[Task inputs]:
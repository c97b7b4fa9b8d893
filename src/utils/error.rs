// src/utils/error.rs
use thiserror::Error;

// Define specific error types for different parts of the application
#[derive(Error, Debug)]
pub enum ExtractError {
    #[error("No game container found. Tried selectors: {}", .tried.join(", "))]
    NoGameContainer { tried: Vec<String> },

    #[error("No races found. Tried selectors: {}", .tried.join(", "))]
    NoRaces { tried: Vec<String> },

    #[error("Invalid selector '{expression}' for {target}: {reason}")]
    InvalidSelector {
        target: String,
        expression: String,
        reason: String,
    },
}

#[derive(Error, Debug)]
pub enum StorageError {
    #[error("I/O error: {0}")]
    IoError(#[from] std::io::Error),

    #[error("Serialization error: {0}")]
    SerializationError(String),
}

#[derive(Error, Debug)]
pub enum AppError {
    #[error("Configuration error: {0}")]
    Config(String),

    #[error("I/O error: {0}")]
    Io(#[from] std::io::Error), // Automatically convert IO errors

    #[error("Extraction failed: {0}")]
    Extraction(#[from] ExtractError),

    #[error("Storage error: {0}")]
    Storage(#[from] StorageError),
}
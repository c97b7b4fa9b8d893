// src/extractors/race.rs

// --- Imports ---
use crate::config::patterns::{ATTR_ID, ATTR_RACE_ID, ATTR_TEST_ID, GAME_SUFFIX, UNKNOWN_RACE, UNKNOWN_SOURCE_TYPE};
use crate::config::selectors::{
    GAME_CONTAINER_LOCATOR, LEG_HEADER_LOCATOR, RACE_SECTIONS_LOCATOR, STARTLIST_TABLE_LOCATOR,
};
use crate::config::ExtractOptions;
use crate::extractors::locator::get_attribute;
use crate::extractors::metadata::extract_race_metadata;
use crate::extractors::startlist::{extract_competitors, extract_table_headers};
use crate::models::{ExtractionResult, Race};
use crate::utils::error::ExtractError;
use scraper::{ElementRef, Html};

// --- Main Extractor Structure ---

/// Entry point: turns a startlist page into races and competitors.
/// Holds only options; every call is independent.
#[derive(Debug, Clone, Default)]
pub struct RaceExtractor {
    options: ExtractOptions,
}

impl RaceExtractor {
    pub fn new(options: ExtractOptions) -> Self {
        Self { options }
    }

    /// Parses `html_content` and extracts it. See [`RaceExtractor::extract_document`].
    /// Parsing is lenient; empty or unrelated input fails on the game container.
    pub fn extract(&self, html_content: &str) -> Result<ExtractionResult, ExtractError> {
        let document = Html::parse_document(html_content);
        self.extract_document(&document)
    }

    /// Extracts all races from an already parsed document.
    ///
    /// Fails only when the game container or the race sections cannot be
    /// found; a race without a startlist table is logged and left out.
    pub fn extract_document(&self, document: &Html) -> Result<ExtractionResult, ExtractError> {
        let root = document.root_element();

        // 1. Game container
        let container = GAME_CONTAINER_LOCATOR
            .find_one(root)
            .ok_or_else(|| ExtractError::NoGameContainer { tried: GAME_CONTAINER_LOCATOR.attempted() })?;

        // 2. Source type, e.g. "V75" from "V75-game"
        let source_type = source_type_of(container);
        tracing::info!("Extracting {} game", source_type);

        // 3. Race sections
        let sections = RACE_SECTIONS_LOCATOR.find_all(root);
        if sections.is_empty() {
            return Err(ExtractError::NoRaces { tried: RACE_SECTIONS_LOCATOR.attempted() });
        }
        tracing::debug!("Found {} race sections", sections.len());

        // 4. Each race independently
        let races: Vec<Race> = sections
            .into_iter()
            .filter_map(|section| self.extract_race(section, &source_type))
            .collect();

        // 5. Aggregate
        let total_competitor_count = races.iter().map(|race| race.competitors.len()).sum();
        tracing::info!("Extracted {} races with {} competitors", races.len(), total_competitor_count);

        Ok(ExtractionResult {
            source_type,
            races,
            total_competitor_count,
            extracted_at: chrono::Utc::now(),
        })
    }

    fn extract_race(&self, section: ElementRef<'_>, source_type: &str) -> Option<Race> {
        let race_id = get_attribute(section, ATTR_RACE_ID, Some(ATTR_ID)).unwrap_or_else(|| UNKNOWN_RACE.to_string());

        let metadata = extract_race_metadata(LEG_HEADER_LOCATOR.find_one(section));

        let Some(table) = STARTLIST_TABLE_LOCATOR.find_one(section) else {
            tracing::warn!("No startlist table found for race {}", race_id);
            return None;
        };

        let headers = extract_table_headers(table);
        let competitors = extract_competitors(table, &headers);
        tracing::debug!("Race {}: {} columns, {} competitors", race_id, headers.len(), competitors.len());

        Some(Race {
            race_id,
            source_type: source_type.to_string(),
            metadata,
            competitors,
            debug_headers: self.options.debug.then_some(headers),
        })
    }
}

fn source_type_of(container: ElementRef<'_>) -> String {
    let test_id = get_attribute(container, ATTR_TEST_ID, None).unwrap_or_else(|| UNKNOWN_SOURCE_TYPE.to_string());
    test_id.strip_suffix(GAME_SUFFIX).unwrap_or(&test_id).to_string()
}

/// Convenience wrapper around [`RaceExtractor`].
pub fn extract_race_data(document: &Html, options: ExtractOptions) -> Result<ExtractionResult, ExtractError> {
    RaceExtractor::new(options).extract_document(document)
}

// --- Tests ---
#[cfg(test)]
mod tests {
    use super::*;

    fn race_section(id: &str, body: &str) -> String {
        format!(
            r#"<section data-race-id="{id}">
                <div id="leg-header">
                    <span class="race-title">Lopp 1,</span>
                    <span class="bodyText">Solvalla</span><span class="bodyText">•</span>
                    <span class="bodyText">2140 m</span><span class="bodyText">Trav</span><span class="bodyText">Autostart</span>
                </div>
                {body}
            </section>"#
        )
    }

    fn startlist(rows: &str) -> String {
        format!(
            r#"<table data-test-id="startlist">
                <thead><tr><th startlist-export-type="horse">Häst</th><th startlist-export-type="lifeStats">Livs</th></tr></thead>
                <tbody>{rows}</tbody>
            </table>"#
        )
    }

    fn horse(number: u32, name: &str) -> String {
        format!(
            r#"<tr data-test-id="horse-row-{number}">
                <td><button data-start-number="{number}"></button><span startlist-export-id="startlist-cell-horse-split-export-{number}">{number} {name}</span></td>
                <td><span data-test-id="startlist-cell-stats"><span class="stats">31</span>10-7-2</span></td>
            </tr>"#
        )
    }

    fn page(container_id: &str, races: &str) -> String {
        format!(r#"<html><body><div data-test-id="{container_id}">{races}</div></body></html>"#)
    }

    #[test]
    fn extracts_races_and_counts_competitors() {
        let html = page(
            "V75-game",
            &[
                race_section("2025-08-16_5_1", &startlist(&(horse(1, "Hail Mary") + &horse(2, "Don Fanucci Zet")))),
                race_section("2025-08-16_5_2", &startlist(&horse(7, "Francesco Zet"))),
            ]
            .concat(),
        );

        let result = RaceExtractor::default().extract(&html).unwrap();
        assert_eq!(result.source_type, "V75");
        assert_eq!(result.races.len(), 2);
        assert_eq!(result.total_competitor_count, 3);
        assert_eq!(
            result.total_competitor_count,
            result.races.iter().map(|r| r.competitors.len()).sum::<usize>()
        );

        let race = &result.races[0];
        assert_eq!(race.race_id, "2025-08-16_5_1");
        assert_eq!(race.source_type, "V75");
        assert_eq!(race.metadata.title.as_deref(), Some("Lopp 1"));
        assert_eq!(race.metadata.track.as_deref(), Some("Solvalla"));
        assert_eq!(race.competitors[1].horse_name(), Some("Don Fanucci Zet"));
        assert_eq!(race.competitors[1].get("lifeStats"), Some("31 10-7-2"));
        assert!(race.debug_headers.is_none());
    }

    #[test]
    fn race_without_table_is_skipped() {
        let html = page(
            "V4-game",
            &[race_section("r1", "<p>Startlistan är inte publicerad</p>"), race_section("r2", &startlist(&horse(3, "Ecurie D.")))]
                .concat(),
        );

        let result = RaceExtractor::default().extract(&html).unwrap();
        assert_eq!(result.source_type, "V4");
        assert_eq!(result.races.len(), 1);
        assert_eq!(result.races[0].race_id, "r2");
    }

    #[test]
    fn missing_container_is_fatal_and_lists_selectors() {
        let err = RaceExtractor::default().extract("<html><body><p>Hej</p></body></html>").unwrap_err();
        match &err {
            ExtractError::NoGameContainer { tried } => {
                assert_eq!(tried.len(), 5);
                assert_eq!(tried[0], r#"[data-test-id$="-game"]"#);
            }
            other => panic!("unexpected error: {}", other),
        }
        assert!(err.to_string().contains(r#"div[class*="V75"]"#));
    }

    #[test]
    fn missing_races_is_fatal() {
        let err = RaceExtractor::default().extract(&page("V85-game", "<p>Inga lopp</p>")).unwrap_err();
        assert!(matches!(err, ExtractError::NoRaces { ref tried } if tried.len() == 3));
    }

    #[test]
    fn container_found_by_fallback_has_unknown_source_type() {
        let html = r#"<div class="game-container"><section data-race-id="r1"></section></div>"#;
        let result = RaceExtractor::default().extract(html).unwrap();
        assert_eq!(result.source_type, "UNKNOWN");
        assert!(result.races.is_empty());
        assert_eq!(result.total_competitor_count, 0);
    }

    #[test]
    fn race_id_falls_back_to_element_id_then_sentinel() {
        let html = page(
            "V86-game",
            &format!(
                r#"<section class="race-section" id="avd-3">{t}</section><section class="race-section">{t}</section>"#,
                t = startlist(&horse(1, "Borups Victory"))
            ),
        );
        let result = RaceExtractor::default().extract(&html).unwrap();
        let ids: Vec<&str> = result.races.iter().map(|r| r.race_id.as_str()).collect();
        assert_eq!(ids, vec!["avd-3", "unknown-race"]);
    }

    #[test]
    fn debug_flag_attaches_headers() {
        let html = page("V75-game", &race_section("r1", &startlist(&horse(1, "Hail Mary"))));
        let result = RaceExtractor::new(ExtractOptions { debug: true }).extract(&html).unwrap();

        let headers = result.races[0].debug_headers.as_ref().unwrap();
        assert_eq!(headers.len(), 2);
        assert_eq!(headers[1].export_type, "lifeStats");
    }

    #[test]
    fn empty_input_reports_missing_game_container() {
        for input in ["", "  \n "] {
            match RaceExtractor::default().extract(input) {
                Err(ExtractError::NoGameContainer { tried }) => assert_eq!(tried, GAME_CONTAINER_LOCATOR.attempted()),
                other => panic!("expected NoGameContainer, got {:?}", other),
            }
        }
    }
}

[Aim of the task]:
Your answer should consist of copies of the lines above that include the string "target".

[Answer space]:
    #[error("Invalid selector '{expression}' for {target}: {reason}")]
        target: String,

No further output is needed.